Tue, Jul 20, 2010 Kate Lister San Diego CA

The staggering costs of lost productivity from federal workers during last Winter's snowstorms--estimated by the government at $71 million a day--would pay for the five year cost of the Telework Enhancement Act in just one snow day. Based on assumptions from a 2006 study commissioned by the U.S. General Services Administration (conducted by Booz Allen), the Telework Research Network's Telework Savings Calculator shows that if those eligible employees who wanted to work from home did so just one day every other week (half the level required in H.R. 1722): Agencies would: - Increase productivity by over $2.3 billion each year - equivalent to 26,000 man years of work - Save $850 million in annual real estate, electricity, and related costs - Save $2.3 billion in annual absenteeism - Save $3.1 billion in annual employee turnover - Improve continuity of operations - Improve work life balance and better address the needs of families, parents, and senior caregivers. - Avoid the ‘brain drain’ effect of retiring boomers by allowing them to work flexibly - Be able to recruit and retain the best people - Offer fuller employment for disabled workers, rural residents, and military families Federal Employees would: - Achieve a better work-life balance - Save $400-$1,400/year in transportation and work-related expenses - Collectively save $57 million a year at the pumps - Suffer fewer illnesses The Nation would: - Save almost 3 million barrels and $233 million in imported oil - Reduce greenhouse gases by 532,000 tons/year—the equivlient of taking 97,000 cars off the road - Reduce road travel by 1.2 billion miles/year saving $20 million in road maintenance - Reduce road congestion thereby increasing productivity for non-teleworkers as well - Save 1,000 people from traffic-related injury or death each year and save $117 million a year in related costs - Improve emergency responsiveness - Reduce pollution from road work and new office construction - Preserve open spaces - Alleviate the strain on our crumbling transportation infrastructure - Reduce terrorism targets of opportunity The savings per telecommuter would total about $5,200/participant per year. Kate Lister, Principal Researcher TeleworkResearchNetwork.com

Tue, Jul 20, 2010 Tom Simmons Citrix Public Sector (Bethesda, MD)

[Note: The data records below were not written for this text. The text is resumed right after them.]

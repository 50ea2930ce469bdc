//! Orchestration Engine (C5): per-orchestration runtime binding one
//! coordinator session to N worker sessions, with creation, dispatch,
//! directive handling, sync, automation, and cleanup.

pub mod automation;
pub mod lock;
pub mod sync;

use std::collections::HashMap;
use std::path::PathBuf;
use std::sync::Arc;
use std::time::Duration;

use async_trait::async_trait;
use chrono::{DateTime, Utc};
use dashmap::DashMap;
use serde::{Deserialize, Serialize};
use tokio::sync::Mutex;
use uuid::Uuid;

use session_core::TransportKind;

use crate::error::{Error, Result};
use crate::inbox::{AttentionInbox, ResolvedAction};
use crate::interpreter::directive::{parse_target, Target};
use crate::interpreter::Directive;
use crate::supervisor::{ActivityState, CreateSessionRequest, PipelineResult, SessionSupervisor, ToolKind};
use crate::transcript::{EventKind, TranscriptStore};

use automation::{AutomationState, PendingQuestion, QuestionMode, SteeringMode, WorkerSignalTrigger};
use lock::{AcquireOutcome, LockTable};
use sync::{SyncOutcome, WorkerDigestEntry};

/// Poll interval for the output pump that drains subprocess stdout per
/// session (spec section 2's data flow).
const OUTPUT_POLL_INTERVAL: Duration = Duration::from_millis(80);
const ORCHESTRATOR_SETTLE: Duration = Duration::from_millis(360);
const ORCHESTRATOR_WARMUP_MAX: Duration = Duration::from_secs(9);
const WORKER_SETTLE: Duration = Duration::from_millis(260);
const WORKER_WARMUP_MAX: Duration = Duration::from_secs(9);
const DISPATCH_WARMUP_SETTLE: Duration = Duration::from_millis(320);
const DISPATCH_WARMUP_MAX: Duration = Duration::from_millis(5200);
const DISPATCH_BACKOFF: [Duration; 4] = [
    Duration::from_millis(1400),
    Duration::from_millis(1400),
    Duration::from_millis(3200),
    Duration::from_secs(7),
];
const SYNC_TICK: Duration = Duration::from_secs(5);
const DIRECTIVE_DEDUP_WINDOW: chrono::Duration = chrono::Duration::minutes(5);

#[derive(Debug, Clone, Copy, PartialEq, Eq, Serialize, Deserialize)]
#[serde(rename_all = "kebab-case")]
pub enum DispatchMode {
    OrchestratorFirst,
    WorkerFirst,
}

#[derive(Debug, Clone)]
pub struct ToolSpec {
    pub tool: ToolKind,
    pub profile_id: Option<String>,
    pub prompt: String,
    pub overrides: serde_json::Value,
}

#[derive(Debug, Clone)]
pub struct WorkerSpec {
    pub name: String,
    pub role: String,
    pub tool: ToolKind,
    pub profile_id: Option<String>,
    pub task_prompt: String,
    pub overrides: serde_json::Value,
    pub isolated: bool,
    pub project_path: Option<PathBuf>,
    pub branch: Option<String>,
    pub base_ref: Option<String>,
    pub worktree_path: Option<PathBuf>,
}

#[derive(Debug, Clone)]
pub struct CreateOrchestrationRequest {
    pub name: String,
    pub project_path: PathBuf,
    pub orchestrator: ToolSpec,
    pub workers: Vec<WorkerSpec>,
    pub dispatch_mode: DispatchMode,
    pub auto_dispatch_initial_prompts: bool,
    pub question_mode: QuestionMode,
    pub steering_mode: SteeringMode,
}

#[derive(Debug, Clone, Copy, PartialEq, Eq, Serialize)]
#[serde(rename_all = "snake_case")]
pub enum OrchestrationStatus {
    Active,
    Cleaning,
    Cleaned,
    Error,
}

#[derive(Debug, Clone, Serialize)]
pub struct Worker {
    pub name: String,
    pub role: String,
    pub tool: ToolKind,
    pub session_id: String,
    pub worker_index: usize,
    pub isolated: bool,
    pub worktree_path: Option<PathBuf>,
    pub branch: Option<String>,
}

pub struct Orchestration {
    pub id: String,
    pub name: String,
    pub project_path: PathBuf,
    pub orchestrator_session_id: String,
    pub workers: Vec<Worker>,
    pub dispatch_mode: DispatchMode,
    pub status: OrchestrationStatus,
    pub created_at: DateTime<Utc>,
    pub last_digest_hash: Option<String>,
    pub last_delivered_at: Option<DateTime<Utc>>,
    pub last_run_at: Option<DateTime<Utc>>,
    pub in_flight: bool,
    pub automation: AutomationState,
    pub last_error: Option<String>,
}

/// Creating a worktree and removing one are environment-specific (git
/// worktree management); kept behind a trait so the engine's control flow
/// is the same whether workers are isolated or not.
#[async_trait]
pub trait WorktreeProvider: Send + Sync {
    async fn create_worktree(&self, spec: &WorkerSpec) -> Result<PathBuf>;
    async fn remove_worktree(&self, path: &std::path::Path) -> Result<()>;
}

/// Writing scaffold/bootstrap docs is external to the core per spec step 5;
/// failures here fail the whole creation.
#[async_trait]
pub trait ScaffoldWriter: Send + Sync {
    async fn write_scaffold(&self, orchestration_id: &str, project_path: &std::path::Path) -> Result<()>;
}

pub struct DispatchRequest {
    pub text: String,
    pub target: String,
    pub interrupt: bool,
    pub force_interrupt: bool,
    pub include_bootstrap_if_present: bool,
    pub source: String,
}

#[derive(Debug, Default)]
pub struct DispatchOutcome {
    pub sent: Vec<String>,
    pub failed: Vec<(String, String)>,
    pub available_targets: Vec<String>,
}

/// Outcome of [`OrchestrationEngine::run_steering_review`].
#[derive(Debug, Clone, Copy, PartialEq, Eq)]
pub enum SteeringReviewOutcome {
    Dispatched,
    SteeringOff,
    InFlight,
    OrchestratorNotRunning,
    OrchestratorPendingAttention,
    DeliverFailed,
}

pub struct CleanupOptions {
    pub stop_sessions: bool,
    pub delete_sessions: bool,
    pub remove_worktrees: bool,
    pub remove_record: bool,
    pub keep_coordinator: bool,
}

/// Project roots a new orchestration's `project_path`/worker paths must
/// fall under. Config-file parsing is out of scope; this is the one
/// environment-sourced value creation validation needs.
#[derive(Debug, Clone, Default)]
pub struct RootsConfig {
    pub allowed_project_roots: Vec<PathBuf>,
}

impl RootsConfig {
    pub fn from_env() -> Self {
        let roots = std::env::var("AGENTD_PROJECT_ROOTS").unwrap_or_default();
        Self {
            allowed_project_roots: roots
                .split(':')
                .filter(|s| !s.is_empty())
                .map(PathBuf::from)
                .collect(),
        }
    }

    /// An empty allow-list means unrestricted, matching the teacher's
    /// default-open posture for locally-run tooling.
    pub fn allows(&self, path: &std::path::Path) -> bool {
        self.allowed_project_roots.is_empty()
            || self.allowed_project_roots.iter().any(|root| path.starts_with(root))
    }
}

pub struct OrchestrationEngine {
    supervisor: Arc<SessionSupervisor>,
    transcript: Arc<TranscriptStore>,
    inbox: Arc<AttentionInbox>,
    worktrees: Arc<dyn WorktreeProvider>,
    scaffold: Arc<dyn ScaffoldWriter>,
    orchestrations: DashMap<String, Arc<Mutex<Orchestration>>>,
    locks: LockTable,
    roots: RootsConfig,
}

It is good to see Congress addressing an issue that can improve federal employee job satisfaction and retention, as well as offer cost savings to the government in times of lean budgets. The private sector has embraced the concept of telework; there are many companies ready to share their experiences and I hope that OPM will draw upon this wealth of information in devising new governmentwide policies that will allow more employees to telework. --Tom Simmons, area vice president - US Public Sector, Citrix Systems, Inc.

Fri, Jul 16, 2010 Mr. C.

Lately I have been using a laptop for my primary computer. I find I put in extra hours now to do TDY orders, check in on important e-mail and other typical Gov related actions. I do not have a cell phone though. I am not technically in a telework program though. But I would like that option. By having remote computer access the Gov is going to find most competent employees are working more hours and doing a better more timely job. But supervisors need to keep a track of what is going on to make sure there are no goof offs. This can be done by monitoring TDY orders and vouchers and looking at time stamps on e-mails and or blackberries. Also if the job it getting done. If it is than no problem. Beats sitting in a 36 SF cubical in some hard to commute to location.

Thu, Jul 15, 2010

This is great. We need a liaison because we are being lied to at the gov't agency where I work. Upper Management tells employees that they must be a certain grade and in a certain series to telework. The Director says she likes to see, touch and put her hands on the employees who work under her.